EXERCISE INSTRUCTIONS — Print only the lines that begin at the line containing "self.label, logits.as_slice(), class);" and end at the last line of the material, both included, without any change.
[DATA PROVIDED Boundary: Start]
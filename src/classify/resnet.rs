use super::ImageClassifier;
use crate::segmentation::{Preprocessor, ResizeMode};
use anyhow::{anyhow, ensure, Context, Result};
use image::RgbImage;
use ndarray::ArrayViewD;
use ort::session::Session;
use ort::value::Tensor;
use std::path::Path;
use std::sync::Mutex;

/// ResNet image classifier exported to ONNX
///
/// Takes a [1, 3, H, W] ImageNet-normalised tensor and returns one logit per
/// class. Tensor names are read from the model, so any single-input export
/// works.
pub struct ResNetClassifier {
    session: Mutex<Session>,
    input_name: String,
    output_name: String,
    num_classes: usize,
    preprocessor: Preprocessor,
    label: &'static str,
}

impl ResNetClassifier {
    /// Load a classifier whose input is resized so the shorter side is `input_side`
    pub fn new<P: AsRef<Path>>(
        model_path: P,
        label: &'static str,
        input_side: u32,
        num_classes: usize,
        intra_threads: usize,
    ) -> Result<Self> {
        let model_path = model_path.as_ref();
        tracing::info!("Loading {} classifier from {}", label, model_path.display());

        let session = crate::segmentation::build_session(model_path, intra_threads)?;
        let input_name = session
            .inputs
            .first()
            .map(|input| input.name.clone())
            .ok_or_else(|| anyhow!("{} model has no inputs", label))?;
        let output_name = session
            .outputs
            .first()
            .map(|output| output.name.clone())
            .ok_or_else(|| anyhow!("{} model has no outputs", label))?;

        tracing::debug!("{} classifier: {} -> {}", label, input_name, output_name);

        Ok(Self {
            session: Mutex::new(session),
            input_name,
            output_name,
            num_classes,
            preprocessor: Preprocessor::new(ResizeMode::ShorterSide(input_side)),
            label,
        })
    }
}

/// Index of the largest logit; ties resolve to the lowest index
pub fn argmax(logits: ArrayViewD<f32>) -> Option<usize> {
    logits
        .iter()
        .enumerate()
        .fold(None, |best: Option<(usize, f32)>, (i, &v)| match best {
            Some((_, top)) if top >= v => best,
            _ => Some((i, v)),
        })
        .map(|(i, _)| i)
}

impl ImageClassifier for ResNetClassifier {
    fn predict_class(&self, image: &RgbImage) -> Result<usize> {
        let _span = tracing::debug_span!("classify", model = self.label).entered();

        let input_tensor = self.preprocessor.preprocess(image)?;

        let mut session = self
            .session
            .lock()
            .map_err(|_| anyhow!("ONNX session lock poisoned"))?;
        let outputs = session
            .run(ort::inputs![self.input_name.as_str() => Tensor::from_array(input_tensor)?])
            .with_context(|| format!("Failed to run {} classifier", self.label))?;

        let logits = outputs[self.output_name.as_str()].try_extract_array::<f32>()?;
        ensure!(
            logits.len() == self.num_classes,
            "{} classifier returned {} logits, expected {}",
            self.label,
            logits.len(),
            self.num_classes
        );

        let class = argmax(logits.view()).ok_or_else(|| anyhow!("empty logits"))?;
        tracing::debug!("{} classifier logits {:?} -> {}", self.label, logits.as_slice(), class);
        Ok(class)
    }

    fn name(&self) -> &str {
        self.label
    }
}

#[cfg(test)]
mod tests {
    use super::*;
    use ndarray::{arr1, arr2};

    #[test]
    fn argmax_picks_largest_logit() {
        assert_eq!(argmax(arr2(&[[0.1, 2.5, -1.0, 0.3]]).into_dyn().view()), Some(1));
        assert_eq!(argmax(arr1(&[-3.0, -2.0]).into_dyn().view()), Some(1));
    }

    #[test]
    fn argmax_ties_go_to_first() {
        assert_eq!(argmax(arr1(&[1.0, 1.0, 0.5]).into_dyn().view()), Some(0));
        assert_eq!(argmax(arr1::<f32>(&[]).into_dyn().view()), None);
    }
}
[DATA PROVIDED Boundary: End]
EXERCISE OUTPUT —
        tracing::debug!("{} classifier logits {:?} -> {}", self.label, logits.as_slice(), class);
        Ok(class)
    }

    fn name(&self) -> &str {
        self.label
    }
}

#[cfg(test)]
mod tests {
    use super::*;
    use ndarray::{arr1, arr2};

    #[test]
    fn argmax_picks_largest_logit() {
        assert_eq!(argmax(arr2(&[[0.1, 2.5, -1.0, 0.3]]).into_dyn().view()), Some(1));
        assert_eq!(argmax(arr1(&[-3.0, -2.0]).into_dyn().view()), Some(1));
    }

    #[test]
    fn argmax_ties_go_to_first() {
        assert_eq!(argmax(arr1(&[1.0, 1.0, 0.5]).into_dyn().view()), Some(0));
        assert_eq!(argmax(arr1::<f32>(&[]).into_dyn().view()), None);
    }
}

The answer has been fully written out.